- Task brief
Count every line below that contains "String", then state the total with no other output.

Stored data entries:
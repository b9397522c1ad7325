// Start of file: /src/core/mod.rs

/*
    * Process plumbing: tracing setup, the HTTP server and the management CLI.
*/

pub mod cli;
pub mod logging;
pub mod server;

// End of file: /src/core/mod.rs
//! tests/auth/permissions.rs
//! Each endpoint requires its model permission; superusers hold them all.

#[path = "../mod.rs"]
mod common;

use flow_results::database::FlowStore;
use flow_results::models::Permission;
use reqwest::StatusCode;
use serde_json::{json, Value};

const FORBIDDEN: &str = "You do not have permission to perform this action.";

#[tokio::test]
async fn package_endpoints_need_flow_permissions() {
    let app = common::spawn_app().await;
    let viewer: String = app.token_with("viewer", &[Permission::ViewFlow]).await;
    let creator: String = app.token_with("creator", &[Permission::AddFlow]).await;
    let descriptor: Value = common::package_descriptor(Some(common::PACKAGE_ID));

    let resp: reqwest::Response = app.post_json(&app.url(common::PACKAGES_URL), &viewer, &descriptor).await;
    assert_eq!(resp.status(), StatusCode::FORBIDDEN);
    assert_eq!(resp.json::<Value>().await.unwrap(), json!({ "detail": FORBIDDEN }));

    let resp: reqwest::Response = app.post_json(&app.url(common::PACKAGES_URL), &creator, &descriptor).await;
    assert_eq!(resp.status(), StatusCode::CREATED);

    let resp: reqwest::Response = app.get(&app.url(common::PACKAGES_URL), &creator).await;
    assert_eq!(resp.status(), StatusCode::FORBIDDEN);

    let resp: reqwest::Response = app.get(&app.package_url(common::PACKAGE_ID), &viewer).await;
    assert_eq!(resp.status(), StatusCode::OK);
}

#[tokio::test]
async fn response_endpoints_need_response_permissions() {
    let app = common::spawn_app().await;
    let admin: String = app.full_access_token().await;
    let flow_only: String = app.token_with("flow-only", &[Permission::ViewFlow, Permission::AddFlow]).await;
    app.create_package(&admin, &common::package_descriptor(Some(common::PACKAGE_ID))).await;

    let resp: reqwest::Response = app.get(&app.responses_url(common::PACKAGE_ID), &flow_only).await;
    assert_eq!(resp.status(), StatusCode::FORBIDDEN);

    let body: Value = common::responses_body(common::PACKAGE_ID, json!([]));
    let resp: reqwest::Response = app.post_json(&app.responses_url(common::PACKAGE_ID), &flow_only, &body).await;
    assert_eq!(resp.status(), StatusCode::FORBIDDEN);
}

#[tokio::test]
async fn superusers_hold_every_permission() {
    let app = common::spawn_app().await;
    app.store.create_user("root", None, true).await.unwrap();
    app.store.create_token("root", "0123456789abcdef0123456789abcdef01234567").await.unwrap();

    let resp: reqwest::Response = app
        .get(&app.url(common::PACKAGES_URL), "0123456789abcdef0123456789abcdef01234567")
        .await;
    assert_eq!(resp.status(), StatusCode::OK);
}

- Completed exercise
4